Nothing past the line containing "index already exists." belongs in the output. Copy exactly every line of the data below from the first up to and including it.

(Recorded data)
-- -- --

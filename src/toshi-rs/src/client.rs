use crate::api::{self, Body, PreparedRequest, RawResponse};
use crate::Result;
use reqwest::Client as HttpClient;
use toshi_core::{
    ClientConfig, Document, FacetQuery, Index, IndexSummary, Query, ScoredDocument, TermQuery,
};

/// Async Toshi REST API client.
///
/// Holds only the base address. No connection is kept idle between calls, so
/// each operation runs over a fresh connection. Cheap to share between tasks.
#[derive(Debug, Clone)]
pub struct Client {
    base_url: String,
    client: HttpClient,
}

impl Client {
    /// Create a new client for the given base URL. A trailing slash is dropped.
    pub fn new(base_url: impl Into<String>) -> Result<Self> {
        let client = HttpClient::builder().pool_max_idle_per_host(0).build()?;
        Ok(Self {
            base_url: api::normalize_base_url(base_url),
            client,
        })
    }

    pub fn from_config(config: &ClientConfig) -> Result<Self> {
        Self::new(config.url.clone())
    }

    pub fn base_url(&self) -> &str {
        &self.base_url
    }

    async fn execute(&self, request: PreparedRequest) -> Result<RawResponse> {
        tracing::debug!(method = %request.method, url = %request.url, "sending request");

        let mut builder = self.client.request(request.method.clone(), &request.url);
        builder = match request.body {
            Some(Body::Json(body)) => builder.json(&body),
            Some(Body::Text(body)) => builder.body(body),
            None => builder,
        };

        let response = builder.send().await?;
        let status = response.status();
        let body = response.text().await?;

        tracing::debug!(method = %request.method, url = %request.url, status = status.as_u16(), "received response");
        Ok(RawResponse { status, body })
    }

    /// Create an index from its schema. Fails if the index already exists.
    #[tracing::instrument(skip(self, index), fields(index_name = %index.name()))]
    pub async fn create_index(&self, index: &Index) -> Result<()> {
        let response = self
            .execute(api::create_index_request(&self.base_url, index))
            .await?;
        api::parse_create_index(&response)
    }

    /// Fetch the summary of an index, including its reconstructed schema.
    #[tracing::instrument(skip(self))]
    pub async fn get_index_summary(&self, name: &str, include_sizes: bool) -> Result<IndexSummary> {
        let response = self
            .execute(api::index_summary_request(&self.base_url, name, include_sizes))
            .await?;
        api::parse_index_summary(name, &response)
    }

    /// Add one document to its index.
    #[tracing::instrument(skip(self, document), fields(index_name = D::INDEX_NAME))]
    pub async fn add_document<D: Document>(&self, document: &D, commit: bool) -> Result<()> {
        let request = api::add_document_request(&self.base_url, document, commit)?;
        let response = self.execute(request).await?;
        api::parse_add_document(&response)
    }

    /// Insert many documents in one request, then flush when `commit` is set.
    #[tracing::instrument(skip(self, documents), fields(index_name = D::INDEX_NAME, count = documents.len()))]
    pub async fn bulk_insert_documents<D: Document>(&self, documents: &[D], commit: bool) -> Result<()> {
        let Some(request) = api::bulk_insert_request(&self.base_url, documents)? else {
            tracing::debug!("no documents to insert");
            return Ok(());
        };
        let response = self.execute(request).await?;
        api::parse_bulk_insert(&response)?;

        if commit {
            self.flush(D::INDEX_NAME).await?;
        }
        Ok(())
    }

    /// Retrieve all documents of `D`'s index.
    pub async fn get_documents<D: Document>(&self) -> Result<Vec<D>> {
        Ok(self
            .get_documents_scored::<D>()
            .await?
            .into_iter()
            .map(|scored| scored.doc)
            .collect())
    }

    /// Retrieve all documents of `D`'s index along with their scores.
    #[tracing::instrument(skip(self), fields(index_name = D::INDEX_NAME))]
    pub async fn get_documents_scored<D: Document>(&self) -> Result<Vec<ScoredDocument<D>>> {
        let response = self
            .execute(api::get_documents_request(&self.base_url, D::INDEX_NAME))
            .await?;
        api::parse_get_documents(&response)
    }

    /// Delete every document matching the merged terms. Returns the number removed.
    #[tracing::instrument(skip(self, terms), fields(term_count = terms.len()))]
    pub async fn delete_term(&self, terms: &[TermQuery], index_name: &str, commit: bool) -> Result<u64> {
        let response = self
            .execute(api::delete_term_request(&self.base_url, terms, index_name, commit))
            .await?;
        api::parse_delete_term(&response)
    }

    /// Names of all indexes on the server.
    #[tracing::instrument(skip(self))]
    pub async fn list_indexes(&self) -> Result<Vec<String>> {
        let response = self.execute(api::list_indexes_request(&self.base_url)).await?;
        api::parse_list_indexes(&response)
    }

    /// Make pending writes of an index visible to search.
    #[tracing::instrument(skip(self))]
    pub async fn flush(&self, index_name: &str) -> Result<()> {
        let response = self
            .execute(api::flush_request(&self.base_url, index_name))
            .await?;
        api::parse_flush(&response)
    }

    /// Search `D`'s index.
    pub async fn search<D: Document>(&self, query: &Query, facets: Option<&[FacetQuery]>) -> Result<Vec<D>> {
        Ok(self
            .search_scored::<D>(query, facets)
            .await?
            .into_iter()
            .map(|scored| scored.doc)
            .collect())
    }

    /// Search `D`'s index, keeping the score of every hit.
    #[tracing::instrument(skip(self, query, facets), fields(index_name = D::INDEX_NAME))]
    pub async fn search_scored<D: Document>(
        &self,
        query: &Query,
        facets: Option<&[FacetQuery]>,
    ) -> Result<Vec<ScoredDocument<D>>> {
        let response = self
            .execute(api::search_request(&self.base_url, D::INDEX_NAME, query, facets))
            .await?;
        api::parse_search(&response)
    }
}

-- -- --

- **Task solution**
filename src/toshi-rs/src/client.rs
use crate::api::{self, Body, PreparedRequest, RawResponse};
use crate::Result;
use reqwest::Client as HttpClient;
use toshi_core::{
    ClientConfig, Document, FacetQuery, Index, IndexSummary, Query, ScoredDocument, TermQuery,
};

/// Async Toshi REST API client.
///
/// Holds only the base address. No connection is kept idle between calls, so
/// each operation runs over a fresh connection. Cheap to share between tasks.
#[derive(Debug, Clone)]
pub struct Client {
    base_url: String,
    client: HttpClient,
}

impl Client {
    /// Create a new client for the given base URL. A trailing slash is dropped.
    pub fn new(base_url: impl Into<String>) -> Result<Self> {
        let client = HttpClient::builder().pool_max_idle_per_host(0).build()?;
        Ok(Self {
            base_url: api::normalize_base_url(base_url),
            client,
        })
    }

    pub fn from_config(config: &ClientConfig) -> Result<Self> {
        Self::new(config.url.clone())
    }

    pub fn base_url(&self) -> &str {
        &self.base_url
    }

    async fn execute(&self, request: PreparedRequest) -> Result<RawResponse> {
        tracing::debug!(method = %request.method, url = %request.url, "sending request");

        let mut builder = self.client.request(request.method.clone(), &request.url);
        builder = match request.body {
            Some(Body::Json(body)) => builder.json(&body),
            Some(Body::Text(body)) => builder.body(body),
            None => builder,
        };

        let response = builder.send().await?;
        let status = response.status();
        let body = response.text().await?;

        tracing::debug!(method = %request.method, url = %request.url, status = status.as_u16(), "received response");
        Ok(RawResponse { status, body })
    }

    /// Create an index from its schema. Fails if the index already exists.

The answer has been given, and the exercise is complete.